Tax credit lapse lets air out of push for wind energy


WASHINGTON (AP) - Congress has effectively pulled the plug on the wind energy industry by failing to extend a crucial tax credit, leaving $2 billion worth of projects on hold across the country.

Utilities rely on the tax credit, 1.8 cents per kilowatt-hour, to pick up about one-third of the cost of wind energy they produce.

Wind farms that were built when the tax credit was in place receive the credit for 10 years, so existing operations are not affected by the credit's expiration. But the expiration is holding up new construction.

"The tax credit lapse has brought the industry to a screeching halt," said Mark Haller, owner of Haller Wind Consulting, in River Falls. He said Congress should pass a permanent tax credit, rather than renewing the credit for a few years at a time, as it has several times since 1992.

"We're on this roller coaster," said Haller, who provides consulting services on wind projects.

In Wisconsin, We Energies has contracts with developers to build three wind projects that would provide 214 megawatts worth of power - enough to power about 60,000 homes for a year.

Those projects would quadruple the state's existing wind power capacity, and make Wisconsin the largest wind-generating state east of the Mississippi River, said We Energies' manager of renewable energy strategy, Jeff Anthony.

The company had initially hoped to have those projects up and running by the end of the year, Anthony said, but has pushed them off to next year because of the tax credit lapse.

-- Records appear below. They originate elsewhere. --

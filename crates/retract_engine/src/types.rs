use std::sync::atomic::{AtomicBool, Ordering};
use std::sync::mpsc;
use std::sync::Arc;
use std::time::Duration;

use retract_core::{HaltReason, MatchReason, TargetSet, WithdrawalRecord};
use thiserror::Error;

use crate::session::SessionError;

/// Failure of a single withdrawal attempt. Caught at the card boundary
/// so one bad card never aborts the batch.
#[derive(Debug, Clone, Error, PartialEq, Eq)]
pub enum CardFault {
    /// The matched card exposed no withdraw control.
    #[error("no withdraw control on card")]
    ActionUnavailable,
    /// The confirmation step did not complete.
    #[error("confirmation failed: {0}")]
    ConfirmFailed(String),
    /// No prompt appeared and the card was still rendered at re-check.
    #[error("card still present after withdraw click")]
    StillPresent,
}

/// A matched candidate whose withdrawal did not complete. It stays in
/// the pending set so a later run can retry it.
#[derive(Debug, Clone, PartialEq, Eq)]
pub struct FailedAttempt {
    pub identity: String,
    pub display_name: Option<String>,
    pub fault: CardFault,
}

/// Outcome of a completed withdrawal run.
#[derive(Debug, Clone, PartialEq, Eq)]
pub struct WithdrawReport {
    /// Successfully withdrawn invitations, in completion order.
    pub withdrawn: Vec<WithdrawalRecord>,
    /// Attempts that failed at the card level.
    pub failed: Vec<FailedAttempt>,
    /// Targets never found or never completed.
    pub unresolved: TargetSet,
    pub halt: HaltReason,
    pub cycles_run: u32,
}

/// List-level failures. These are the only errors that abort a run.
#[derive(Debug, Error)]
pub enum ListError {
    /// No card appeared within the readiness window after navigation.
    #[error("invitation list not ready within {0:?}")]
    NotReady(Duration),
    /// The browser session failed outside any single card.
    #[error(transparent)]
    Session(#[from] SessionError),
}

/// A run that aborted mid-way. Everything accumulated before the
/// failure is carried along so callers can persist partial results.
#[derive(Debug, Error)]
#[error("{error}")]
pub struct WithdrawFailure {
    #[source]
    pub error: ListError,
    pub withdrawn: Vec<WithdrawalRecord>,
    pub failed: Vec<FailedAttempt>,
    pub unresolved: TargetSet,
}

/// Advisory progress notifications. Losing one affects nothing but the
/// operator's view of the run.
#[derive(Debug, Clone, PartialEq, Eq)]
pub enum EngineEvent {
    /// A pending target was found among the rendered cards.
    CandidateMatched {
        identity: String,
        display_name: Option<String>,
        reason: MatchReason,
    },
    /// A withdrawal completed, either confirmed or verified by the
    /// card's disappearance.
    WithdrawalConfirmed { identity: String },
    /// The withdraw control was clicked but no prompt appeared;
    /// verification is deferred to the next snapshot.
    WithdrawalUnverified { identity: String },
    WithdrawalFailed { identity: String, fault: CardFault },
    /// A card was passed over this cycle, e.g. its fields were
    /// unreadable mid-render.
    CandidateSkipped { detail: String },
    CycleFinished {
        cycle: u32,
        cards_seen: usize,
        new_candidates: usize,
        extent: u64,
    },
    Halted { reason: HaltReason },
}

/// Receives engine events as they happen.
pub trait ProgressSink: Send + Sync {
    fn emit(&self, event: EngineEvent);
}

/// Forwards events over a channel. Send failures are ignored since
/// events are advisory.
pub struct ChannelProgressSink {
    tx: mpsc::Sender<EngineEvent>,
}

impl ChannelProgressSink {
    pub fn new(tx: mpsc::Sender<EngineEvent>) -> Self {
        Self { tx }
    }
}

impl ProgressSink for ChannelProgressSink {
    fn emit(&self, event: EngineEvent) {
        let _ = self.tx.send(event);
    }
}

/// Discards every event.
#[derive(Debug, Default, Clone, Copy)]
pub struct NullProgressSink;

impl ProgressSink for NullProgressSink {
    fn emit(&self, _event: EngineEvent) {}
}

/// Cooperative cancellation. The engine checks it between cards and
/// between cycles, so the current step always finishes cleanly.
#[derive(Debug, Clone, Default)]
pub struct CancelFlag {
    inner: Arc<AtomicBool>,
}

impl CancelFlag {
    pub fn new() -> Self {
        Self::default()
    }

    pub fn cancel(&self) {
        self.inner.store(true, Ordering::Relaxed);
    }

    pub fn is_cancelled(&self) -> bool {
        self.inner.load(Ordering::Relaxed)
    }
}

We Energies currently provides about 1.5 percent of its retail sales through renewable energy (mostly wind); the company has set a goal of increasing that to 5 percent by 2011.

Nationally, wind energy provides about 1 percent of the nation's energy. The American Wind Energy Association hopes to increase the figure to 6 percent by 2020.

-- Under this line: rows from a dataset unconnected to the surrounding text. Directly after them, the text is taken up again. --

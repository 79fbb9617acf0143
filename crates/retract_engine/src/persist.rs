use std::fs;
use std::io::{self, Write};
use std::path::{Path, PathBuf};

use tempfile::NamedTempFile;
use thiserror::Error;

#[derive(Debug, Error)]
pub enum PersistError {
    #[error("output directory missing or not writable: {0}")]
    OutputDir(String),
    #[error("io error: {0}")]
    Io(#[from] io::Error),
}

/// Ensure the output directory exists and is writable; create if missing.
pub fn ensure_output_dir(dir: &Path) -> Result<(), PersistError> {
    if dir.exists() {
        let meta = fs::metadata(dir).map_err(|e| PersistError::OutputDir(e.to_string()))?;
        if !meta.is_dir() {
            return Err(PersistError::OutputDir("path is not a directory".into()));
        }
    } else {
        fs::create_dir_all(dir).map_err(|e| PersistError::OutputDir(e.to_string()))?;
    }
    // Writability probe.
    NamedTempFile::new_in(dir).map_err(|e| PersistError::OutputDir(e.to_string()))?;
    Ok(())
}

/// Atomically write `content` to `{dir}/{filename}` via a temp file and
/// rename, so a crash mid-write never leaves a truncated export behind.
pub fn write_atomic(dir: &Path, filename: &str, content: &[u8]) -> Result<PathBuf, PersistError> {
    ensure_output_dir(dir)?;

    let target = dir.join(filename);
    let mut tmp = NamedTempFile::new_in(dir)?;
    tmp.write_all(content)?;
    tmp.flush()?;
    tmp.as_file_mut().sync_all()?;

    if target.exists() {
        fs::remove_file(&target)?;
    }
    tmp.persist(&target).map_err(|e| PersistError::Io(e.error))?;
    Ok(target)
}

"This has cut down development totally. We're dependent on the production tax credit," said Wayne Brunetti, chairman and CEO of Minneapolis-based Xcel Energy, which is second in the nation in wind energy acquisition.

Xcel relies on expanding wind energy to reduce carbon dioxide emissions. It plans to triple its level of wind-powered energy in the next eight years, but needs the tax credit to make that work.

The utility has operations in 11 Midwestern and Western states, including Texas, which is second in the nation in wind production, and Minnesota, which is third.

Legislation to renew the wind energy production tax credit for three years was included in last year's mammoth energy bill, but that bill failed to get through Congress, leaving the tax credit to expire on Dec. 31.

"Without the extension of this important tax credit, we risk losing thousands of jobs this year alone and will put new wind energy production and nearly $2 billion in economic activity on hold," said Sen. Norm Coleman, a Minnesota Republican who has worked with senators from both parties to get the tax credit renewed.

The American Wind Energy Association says its members have laid off 2,000 members this year.

The group had set a goal of 2,000 megawatts of new wind energy this year (enough to power 600,000 homes a year), up from 1,700 last year.

Now, the group says the number will be between 400 megawatts and 1,000 megawatts.

"And if Congress doesn't extend the production tax credit by the August recess, it looks like this year is a wash," said association spokeswoman Kathy Belyeu.